HI, all
I have a question when computing region coverage of pair-end RNASeq data.
As showed by the sketch map, when computing region coverage, whether I should use actually mapped reads or extended reads? The coverage for impacted region may be different. I wonder which one is reasonable.
I want to compute and compare coverage for small regions like 100 bp, not as large as a gene. Also, one of the compared sample is sequenced Pair-endly, the other is sequenced single-endly. Which way of computing is more suitable in this case?
I have a Rip-Seq and want to use this RNA-Seq as a control to call peaks. The genome would be binned into 100bp regions and coverage of each region will be computed for both Rip-Seq and RNA-Seq. A following fisher's test would be used to select significantly enriched regions of Rip-Seq.
The region is defined. "How many fragments were sequenced from this region?" is what I want to ask . If one of my defined regions happens to located in the internal region of two ends of a fragment, the coverage of it in RNA-Seq would be 0 if just mapped tags used. However, this region is surely covered by reads.
Thank you very much!
Reference ========--------------------------------------------------===========
Actually mapped reads ^^^^ $$$$
Extended reads ^^^^^^^ $$$$$$$$$$$
Impacted region **** *******
Reference ======================================================================
Actually mapped reads ^^^^ $$$$
Extended reads ^^^^^^^^^^^^^^^^$$$$$$$$$$$$$$$$$$$$$$$$$$$$$$$$$$$$$$$$$$$$$$$$$$$$$
Impacted region *************************************************************
#ignore the relative ratio of ^ and $
= represents exon bases; - represents intron bases
^ represents left-end reads; $ represents right-end reads
Update: Add my usage for this kind of data to make question clear.
Thans Ryan. Thanks for the nice explanation of ChIP-Seq peak calling process. My pair-end seq is input and single-end seq is IP result. The length of single-end reads is about 100 bp. The length of pair-end reads is 330 bp with 100 bp sequenced at each end. Is it ok to compare this two types of data?
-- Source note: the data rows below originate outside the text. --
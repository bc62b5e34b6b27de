//! Composite aggregation, confidence, risk categorisation and exposure flags.

use std::collections::BTreeMap;

use crate::model::{EnvironmentalSample, ExposureKind, Factor, FactorScores, RiskLevel};
use crate::scoring::thresholds::ScoringConfig;

/// Number of directly observable fields the confidence estimate is based on.
const OBSERVABLE_FIELDS: f64 = 6.0;

// ---------------------------------------------------------------------------
// Composite score
// ---------------------------------------------------------------------------

/// Weighted composite of all factor scores, with a severity kicker.
///
/// `base = Σ score·weight / Σ weight` over the factors present in `scores`.
/// When the worst sub-score reaches the kicker threshold (80), the composite
/// gains `rate · (max_sub − 80)` points so a single severe factor is not
/// diluted by the weights. The result is clamped to 100 and truncated.
pub fn composite_score(scores: &FactorScores, config: &ScoringConfig) -> u8 {
    let mut weighted_sum = 0.0;
    let mut total_weight = 0.0;

    for factor in Factor::ALL {
        if let Some(&score) = scores.get(&factor) {
            let weight = config.weights.weight(factor);
            weighted_sum += f64::from(score) * weight;
            total_weight += weight;
        }
    }

    if total_weight <= 0.0 {
        return 0;
    }

    let mut base = weighted_sum / total_weight;

    let max_sub = f64::from(scores.values().copied().max().unwrap_or(0));
    if max_sub >= config.severity_kicker_threshold {
        base = (base + config.severity_kicker_rate * (max_sub - config.severity_kicker_threshold))
            .min(100.0);
    }

    base.clamp(0.0, 100.0) as u8
}

// ---------------------------------------------------------------------------
// Confidence
// ---------------------------------------------------------------------------

/// Fraction of the six observable fields (UV index, temperature, humidity,
/// AQI, wind speed, precipitation) that are present. Each present field is
/// discounted by the error penalty when the sample carries upstream errors.
pub fn confidence(sample: &EnvironmentalSample, config: &ScoringConfig) -> f64 {
    let present = [
        sample.uv_index.is_some(),
        sample.temperature_c.is_some(),
        sample.humidity_pct.is_some(),
        sample.air_quality_index.is_some(),
        sample.wind_speed_ms.is_some(),
        sample.precipitation_mm.is_some(),
    ];

    let per_field = if sample.errors.is_empty() {
        1.0
    } else {
        config.error_confidence_penalty
    };

    let sum: f64 = present
        .iter()
        .filter(|p| **p)
        .map(|_| per_field)
        .sum();

    (sum / OBSERVABLE_FIELDS).clamp(0.0, 1.0)
}

// ---------------------------------------------------------------------------
// Risk levels
// ---------------------------------------------------------------------------

/// Maps a score to its risk band. Bands are closed-open except the top one.
pub fn risk_level(score: u8) -> RiskLevel {
    match score {
        80..=u8::MAX => RiskLevel::VeryHigh,
        60..=79 => RiskLevel::High,
        40..=59 => RiskLevel::Moderate,
        20..=39 => RiskLevel::Low,
        _ => RiskLevel::Minimal,
    }
}

pub fn categorize_risk_levels(scores: &FactorScores) -> BTreeMap<Factor, RiskLevel> {
    scores
        .iter()
        .map(|(factor, score)| (*factor, risk_level(*score)))
        .collect()
}

// ---------------------------------------------------------------------------
// Exposure flags
// ---------------------------------------------------------------------------

/// Binary exposure flags for a single sample. An absent reading never sets
/// a flag.
pub fn exposure_flags(
    sample: &EnvironmentalSample,
    config: &ScoringConfig,
) -> BTreeMap<ExposureKind, u8> {
    let uv = sample.uv_index.filter(|v| v.is_finite());
    let temp = sample.temperature_c.filter(|v| v.is_finite());

    let flag = |condition: bool| u8::from(condition);

    BTreeMap::from([
        (
            ExposureKind::UvProtectionNeeded,
            flag(uv.is_some_and(|v| v >= config.uv.protect_threshold)),
        ),
        (
            ExposureKind::HeatStress,
            flag(temp.is_some_and(|t| t >= config.thermal.heat_stress_c)),
        ),
        (
            ExposureKind::ColdStress,
            flag(temp.is_some_and(|t| t <= config.thermal.cold_stress_c)),
        ),
    ])
}

// ---------------------------------------------------------------------------
// Tests
// ---------------------------------------------------------------------------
Since your paired-end data is the input, you cannot use it to determine your protein's footprint. You'll need to use the peak-shift-size method on the single-end data if you can. Once you have an estimate of the protein's footprint size, probably the best approach is to assign each read a single base location at the estimated midpoint of the fragment that it represents. For example, if you estimate a footprint size of 150 bp, then you should take the 5-prime coordinate of each read and then shift it 75 bp (i.e. half of 150) in the 3-prime direction. Then whatever bin it lands in is the one you would count it in. But also keep splicing in mind. Since your reads are 100 bp long, you can just take the mapping coordinate of the 75th nucleotide in the read (for the example of a 150bp footprint size).
Thank you very much. I just confused about the shift part, even in analyzing ChIP-Seq data. I think the operation of shifting nucleotides based on the assumption that protein binds to middle of sequenced fragments. However, this can not always be true. So is there any explanation for the usage of shifting?
The assumption is not that the binding occurs in the middle of the fragments. It is that the binding occurs within the fragment. The most likely binding location is determined not from a single fragment, but from the superposition of multiple fragments.
The goal of the shifting is to find the midpoint of each sequenced fragment. The distribution of these midpoints should be centered on the binding site of the protein.
Some protocols have a nuclease step that digests any DNA that is not "protected" by being bound to a protein. In that case the estimated fragment size is actually representative of the protein's footprint. For example, micrococcal nuclease digests chromatin into individual nucleosomes, so the fragment length is the length of DNA wrapped around one histone. However, if your protocol does not include such a step (probably most likely for transcription factor ChIP), the fragment midpoints are still unbiased estimators of the binding site location, though the fragment size will be larger than the protein's footprint size.